→ **EXERCISE DETAILS**:
Reproduce word for word the lines between those holding "self.order.clone()" and "use super::*;", inclusive, and nothing else from the data below.

----------------

use std::collections::HashMap;

use crate::layout::{StripItem, StripLayout, Zone, ZoneLayout};
use crate::surface::{SurfaceArena, SurfaceContent, SurfaceId};
use crate::widget::{WidgetHandle, WidgetId};

use super::anchor::Anchor;

/// Registry record for one widget.
#[derive(Debug)]
pub struct WidgetEntry {
    pub widget: WidgetHandle,
    pub zone: Zone,
    pub anchor: Anchor,
    pub surface: SurfaceId,
    /// Content was supplied by the caller and is not re-queried on update.
    pub pinned: bool,
}

/// An entry taken out of the registry together with the surfaces it released.
#[derive(Debug)]
pub struct Detached {
    pub entry: WidgetEntry,
    pub released: Vec<SurfaceId>,
}

/// What an insertion displaced.
#[derive(Debug, Default)]
pub struct Inserted {
    /// Previous entry with the same id (last write wins).
    pub replaced: Option<Detached>,
    /// Previous center occupant with a different id.
    pub evicted: Option<Detached>,
}

/// Widget id → entry map for one status-bar instance, plus the zone order and
/// the surfaces backing each entry.
#[derive(Debug, Default)]
pub struct WidgetRegistry {
    order: Vec<WidgetId>,
    entries: HashMap<WidgetId, WidgetEntry>,
    zones: ZoneLayout,
    surfaces: SurfaceArena,
}

impl WidgetRegistry {
    pub fn new() -> Self {
        Self::default()
    }

    pub fn insert(
        &mut self,
        widget: WidgetHandle,
        zone: Zone,
        anchor: Anchor,
        content: SurfaceContent,
        pinned: bool,
        sentinels: &[WidgetId],
    ) -> Inserted {
        let id = widget.id().to_string();
        let replaced = self.detach_entry(&id, true);

        let evicted = self
            .zones
            .insert(zone, &id, &anchor, sentinels)
            .and_then(|previous| self.detach_entry(&previous, false));

        let surface = self.surfaces.mount(&id, content);
        if !self.order.contains(&id) {
            self.order.push(id.clone());
        }
        self.entries.insert(
            id,
            WidgetEntry {
                widget,
                zone,
                anchor,
                surface,
                pinned,
            },
        );

        Inserted { replaced, evicted }
    }

    pub fn remove(&mut self, id: &str) -> Option<Detached> {
        self.detach_entry(id, false)
    }

    /// Refresh the surface of `id`. Returns `None` when absent, otherwise
    /// whether the content changed.
    pub fn refresh(&mut self, id: &str, content: SurfaceContent) -> Option<bool> {
        let entry = self.entries.get(id)?;
        Some(self.surfaces.refresh(entry.surface, content))
    }

    /// Mark a surface dirty without changing its content.
    pub fn touch(&mut self, id: &str) -> bool {
        match self.entries.get(id) {
            Some(entry) => self.surfaces.mark_dirty(entry.surface),
            None => false,
        }
    }

    pub fn get(&self, id: &str) -> Option<&WidgetEntry> {
        self.entries.get(id)
    }

    pub fn contains(&self, id: &str) -> bool {
        self.entries.contains_key(id)
    }

    /// Entries in registration order.
    pub fn entries(&self) -> impl Iterator<Item = &WidgetEntry> {
        self.order.iter().filter_map(|id| self.entries.get(id))
    }

    pub fn widgets(&self) -> impl Iterator<Item = &WidgetHandle> {
        self.entries().map(|entry| &entry.widget)
    }

    pub fn ids(&self) -> Vec<WidgetId> {
        self.order.clone()
    }

    pub fn len(&self) -> usize {
        self.entries.len()
    }

    pub fn is_empty(&self) -> bool {
        self.entries.is_empty()
    }

    pub fn zones(&self) -> &ZoneLayout {
        &self.zones
    }

    pub fn surfaces(&self) -> &SurfaceArena {
        &self.surfaces
    }

    pub fn take_dirty(&mut self) -> Vec<SurfaceId> {
        self.surfaces.take_dirty()
    }

    /// Id of the widget whose surface tree contains `surface`.
    pub fn widget_for_surface(&self, surface: SurfaceId) -> Option<&str> {
        self.surfaces.get(surface).map(|s| s.widget_id.as_str())
    }

    /// Solve the strip geometry for the current zone order.
    pub fn layout(&self, width: u16) -> StripLayout {
        let item = |id: &WidgetId| {
            let entry = self.entries.get(id)?;
            let width = self
                .surfaces
                .get(entry.surface)
                .map(|s| s.content.cell_width())
                .unwrap_or(0);
            Some(StripItem {
                widget_id: id.clone(),
                surface: entry.surface,
                width,
            })
        };
        let left: Vec<_> = self.zones.left().iter().filter_map(item).collect();
        let right: Vec<_> = self.zones.right().iter().filter_map(item).collect();
        let center = self
            .zones
            .center()
            .and_then(|id| item(&id.to_string()));
        StripLayout::solve(width, &left, center.as_ref(), &right)
    }

    /// Remove every entry, returning them in registration order.
    pub fn drain(&mut self) -> Vec<WidgetEntry> {
        let order = std::mem::take(&mut self.order);
        let entries = order
            .into_iter()
            .filter_map(|id| self.entries.remove(&id))
            .collect();
        self.entries.clear();
        self.zones.clear();
        self.surfaces.clear();
        entries
    }

    fn detach_entry(&mut self, id: &str, keep_order: bool) -> Option<Detached> {
        let entry = self.entries.remove(id)?;
        self.zones.detach(entry.zone, id);
        if !keep_order {
            self.order.retain(|existing| existing != id);
        }
        let released = self.surfaces.release(entry.surface);
        Some(Detached { entry, released })
    }
}

#[cfg(test)]
mod tests {
    use super::*;
    use crate::widget::TextWidget;

    fn text(id: &str) -> WidgetHandle {
        WidgetHandle::presentable(id, TextWidget::new(id))
    }

    fn add(registry: &mut WidgetRegistry, id: &str, zone: Zone, anchor: Anchor) -> Inserted {
        registry.insert(
            text(id),
            zone,
            anchor,
            SurfaceContent::text(id),
            false,
            &[],
        )
    }

    #[test]
    fn duplicate_ids_overwrite_in_place() {
        let mut registry = WidgetRegistry::new();
        add(&mut registry, "A", Zone::Right, Anchor::Default);
        add(&mut registry, "B", Zone::Right, Anchor::Default);
        let inserted = add(&mut registry, "A", Zone::Left, Anchor::Default);

        assert!(inserted.replaced.is_some());
        assert_eq!(registry.len(), 2);
        assert_eq!(registry.ids(), vec!["A".to_string(), "B".to_string()]);
        assert_eq!(registry.zones().right(), &["B".to_string()]);
        assert_eq!(registry.zones().left(), &["A".to_string()]);
        assert_eq!(registry.surfaces().len(), 2);
    }

    #[test]
    fn center_eviction_detaches_previous_entry() {
        let mut registry = WidgetRegistry::new();
        add(&mut registry, "Info", Zone::Center, Anchor::Default);
        let inserted = add(&mut registry, "NavBar", Zone::Center, Anchor::Default);

        let evicted = inserted.evicted.unwrap();
        assert_eq!(evicted.entry.widget.id(), "Info");
        assert!(!registry.contains("Info"));
        assert_eq!(registry.zones().center(), Some("NavBar"));
    }

    #[test]
    fn remove_releases_surfaces() {
        let mut registry = WidgetRegistry::new();
        add(&mut registry, "A", Zone::Right, Anchor::Default);
        let detached = registry.remove("A").unwrap();
        assert_eq!(detached.released, vec![detached.entry.surface]);
        assert!(registry.remove("A").is_none());
        assert!(registry.surfaces().is_empty());
    }

    #[test]
    fn layout_uses_surface_widths() {
        let mut registry = WidgetRegistry::new();
        registry.insert(
            text("Git"),
            Zone::Right,
            Anchor::Default,
            SurfaceContent::text("main").with_padding(1),
            false,
            &[],
        );
        let layout = registry.layout(30);
        assert_eq!(layout.right[0].rect.width, 6);
        assert_eq!(layout.right[0].rect.x, 24);
    }
}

----------------

→ **ANSWER SPACE**:
        self.order.clone()
    }

    pub fn len(&self) -> usize {
        self.entries.len()
    }

    pub fn is_empty(&self) -> bool {
        self.entries.is_empty()
    }

    pub fn zones(&self) -> &ZoneLayout {
        &self.zones
    }

    pub fn surfaces(&self) -> &SurfaceArena {
        &self.surfaces
    }

    pub fn take_dirty(&mut self) -> Vec<SurfaceId> {
        self.surfaces.take_dirty()
    }

    /// Id of the widget whose surface tree contains `surface`.
    pub fn widget_for_surface(&self, surface: SurfaceId) -> Option<&str> {
        self.surfaces.get(surface).map(|s| s.widget_id.as_str())
    }

    /// Solve the strip geometry for the current zone order.
    pub fn layout(&self, width: u16) -> StripLayout {
        let item = |id: &WidgetId| {
            let entry = self.entries.get(id)?;
            let width = self
                .surfaces
                .get(entry.surface)
                .map(|s| s.content.cell_width())
                .unwrap_or(0);
            Some(StripItem {
                widget_id: id.clone(),
                surface: entry.surface,
                width,
            })
        };
        let left: Vec<_> = self.zones.left().iter().filter_map(item).collect();
        let right: Vec<_> = self.zones.right().iter().filter_map(item).collect();
        let center = self
            .zones
            .center()
            .and_then(|id| item(&id.to_string()));
        StripLayout::solve(width, &left, center.as_ref(), &right)
    }

    /// Remove every entry, returning them in registration order.
    pub fn drain(&mut self) -> Vec<WidgetEntry> {
        let order = std::mem::take(&mut self.order);
        let entries = order
            .into_iter()
            .filter_map(|id| self.entries.remove(&id))
            .collect();
        self.entries.clear();
        self.zones.clear();
        self.surfaces.clear();
        entries
    }

    fn detach_entry(&mut self, id: &str, keep_order: bool) -> Option<Detached> {
        let entry = self.entries.remove(id)?;
        self.zones.detach(entry.zone, id);
        if !keep_order {
            self.order.retain(|existing| existing != id);
        }
        let released = self.surfaces.release(entry.surface);
        Some(Detached { entry, released })
    }
}

#[cfg(test)]
mod tests {
    use super::*;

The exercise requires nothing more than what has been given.